Таков был план у членов «Административного Комитета» при Синоде, состоявших членами Епархиального Совета и в числе членов – «Совета Директоров Русско-Американского Союза Помощи», исходящий, очевидно, из расчета на неблагоприятный исход тяжелой в то время болезни князя Белосельского. Князь окреп и...

В январе 1973 года было напечатано в газете «Россия» мое очередное «Рождественское приветствие» бывшим прихожанам и соработникам на Ниве Христовой по Польше, России, Германии и Африке, с каковым обращался я ежегодно, не имея возможности ответить каждому на их письма.

«Мир во зле лежит», ныне мир погрузился в утонченнейшую форму Зла – погрузился в ЛОЖЬ. «Мир во лжи лежит», – писал я в моем приветствии. – «Ложь ныне для многих и в церковной ограде является обычным и нормальным средством в работе, в трудах их, а уж о большинстве трудящихся на общественно-политическом поприще и говорить не приходится: тут Хам, предшественник Антихриста, открыто и нагло разгуливает, облеченный во всевозможные одеяния.

Явление страшное. Но его необходимо видеть и с ним бороться. Христианин не должен на то глаза закрывать. Закрывающий на то глаза и печать молчания полагающий на уста свои САМ становится участником Зла, Лжи, последователем Хама...

«Отец Лжи есть диавол» – говорит Христос.
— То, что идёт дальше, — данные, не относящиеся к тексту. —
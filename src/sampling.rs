//! # Design and Analysis of Computer Experiments Samplers
//!
//! A sampler chooses points in the full input space and drives the full-space
//! model at them, returning a complete batch of `(variables, response)` pairs.
//! The subspace core treats one `run` as an opaque blocking call; any
//! parallelism lives here.

use std::collections::BTreeMap;

use log::debug;
use ndarray::Array2;
use rand::rngs::StdRng;
use rand::{RngCore, SeedableRng};
use rand_chacha::ChaCha8Rng;

use crate::error::{Result, SubspaceError};
use crate::model::{ActiveSet, FullSpaceModel, Response};
use crate::utils::evaluate_batch;
use crate::variables::UncertainVariables;

/// One batch of sampled points and their responses.
#[derive(Debug, Clone)]
pub struct SampleBatch {
    /// Sample points, one per column (`num_variables x num_samples`)
    pub samples: Array2<f64>,

    /// Responses keyed by sample (column) index
    pub responses: BTreeMap<usize, Response>,
}

impl SampleBatch {
    /// Number of sampled points.
    pub fn len(&self) -> usize {
        self.samples.ncols()
    }

    pub fn is_empty(&self) -> bool {
        self.samples.ncols() == 0
    }
}

/// Interface of a design-of-experiments sampler.
pub trait DaceSampler {
    /// Set the batch size, seed and random generator for subsequent runs.
    ///
    /// Reconfiguring with the same seed and generator keeps the current random
    /// stream, so successive batches draw fresh points.
    fn configure(&mut self, num_samples: usize, seed: Option<u64>, rng_name: &str) -> Result<()>;

    /// Draw a batch of points and evaluate `model` at each with `request`.
    fn run(&mut self, model: &dyn FullSpaceModel, request: ActiveSet) -> Result<SampleBatch>;

    /// Number of continuous variables the sampler draws.
    fn num_variables(&self) -> usize;
}

/// Create the random generator named `rng_name`.
pub fn make_rng(rng_name: &str, seed: Option<u64>) -> Result<Box<dyn RngCore + Send>> {
    let rng: Box<dyn RngCore + Send> = match (rng_name, seed) {
        ("chacha8", Some(s)) => Box::new(ChaCha8Rng::seed_from_u64(s)),
        ("chacha8", None) => Box::new(ChaCha8Rng::from_entropy()),
        ("std", Some(s)) => Box::new(StdRng::seed_from_u64(s)),
        ("std", None) => Box::new(StdRng::from_entropy()),
        (other, _) => {
            return Err(SubspaceError::Configuration(format!(
                "unknown random generator '{}', expected 'chacha8' or 'std'",
                other
            )))
        }
    };
    Ok(rng)
}

/// Monte Carlo sampler drawing from the joint distribution of the uncertain
/// variables.
pub struct MonteCarloSampler {
    variables: UncertainVariables,
    num_samples: usize,
    seed: Option<u64>,
    rng_name: String,
    rng: Box<dyn RngCore + Send>,
}

impl MonteCarloSampler {
    /// Create a sampler with `num_samples` points per batch.
    pub fn new(variables: UncertainVariables, num_samples: usize, seed: Option<u64>) -> Result<Self> {
        let rng = make_rng("chacha8", seed)?;
        Ok(Self {
            variables,
            num_samples,
            seed,
            rng_name: "chacha8".to_string(),
            rng,
        })
    }

    pub fn variables(&self) -> &UncertainVariables {
        &self.variables
    }

    pub fn num_samples(&self) -> usize {
        self.num_samples
    }
}

impl DaceSampler for MonteCarloSampler {
    fn configure(&mut self, num_samples: usize, seed: Option<u64>, rng_name: &str) -> Result<()> {
        if seed != self.seed || rng_name != self.rng_name {
            self.rng = make_rng(rng_name, seed)?;
            self.seed = seed;
            self.rng_name = rng_name.to_string();
        }
        self.num_samples = num_samples;
        Ok(())
    }

    fn run(&mut self, model: &dyn FullSpaceModel, request: ActiveSet) -> Result<SampleBatch> {
        if model.num_variables() != self.variables.num_variables() {
            return Err(SubspaceError::DimensionMismatch(format!(
                "sampler draws {} variables but the model takes {}",
                self.variables.num_variables(),
                model.num_variables()
            )));
        }

        let samples = self.variables.sample_matrix(self.num_samples, &mut self.rng)?;
        debug!(
            "Monte Carlo sampler evaluating {} points (ASV {}, derivative concurrency {})",
            self.num_samples,
            request,
            model.derivative_concurrency()
        );
        let responses = evaluate_batch(model, &samples, request)?;

        Ok(SampleBatch {
            samples,
            responses: responses.into_iter().enumerate().collect(),
        })
    }

    fn num_variables(&self) -> usize {
        self.variables.num_variables()
    }
}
Посему и неприемлем для христианина и неизбежно приводящий к пользованию ложью принцип – «цель оправдывает средства», ныне широко используемый как в общественной работе, так и в церковной ограде.

Этим принципом Церковь не укрепишь и не украсишь, да и спасению Отечества от сатанинского зла не пособишь».

«Приветствие» мое вызвало негодование у членов Епархиального Совета – они же и члены «Административного Комитета» и «Совета Директоров», в результате чего получил я 13 января 1973 года письменный выговор от Архиепископа Никона с упреком, что я «наношу жестокий и несправедливый удар по измученной Русской Зарубежной Церкви, давая возможность прилагать ваши двусмысленные намеки к служителям и членам Церкви».

22 февраля от Митрополита Филарета и 7 марта от Синода получил «порицание и строгий выговор за вмешательство в церковно-общественную жизнь, выходящую за пределы приходско-пастырского ведения», «за образ действий, нарушающий мирное устроение церковной жизни».

Одним словом – я враг Церкви...

Это побудило меня сообщить Ректору Семинарии и владыке Митрополиту Филарету, что «с клеймом вредителя Церкви, по соображениям морального характера, не считаю себя вправе продолжать педагогическую деятельность в Духовной Семинарии», на что получил следующий ответ от владыки Филарета:

«Ваше Высокоблагословение, досточтимый Батюшка о. Митрофан! На Ваше письмо хочу ответить подробно и многое разъяснить.

А сейчас срочно пишу это краткое письмо, чтобы призвать Вас к продолжению занятий в Семинарии... в Вас я видел и вижу не «вредителя Церкви», а одного из виднейших и талантливых пастырей Зарубежной Церкви. Вы можете мне верить».

Важная деталь: письмо писано не в здании Синода, а в Сан-Франциско.

«Служителями и членами Церкви», о которых писал Архиепископ Никон, были члены семейства Граббе и их друзья. В этом разгадка полученных мной выговоров.


Источник: Хроника одной жизни : Воспоминания : Проповеди / Епископ Митрофан (Зноско-Боровский). - Москва : Изд-во Свято-Владимирского Братства, 2006. - 590 с., [5] л. ил., портр.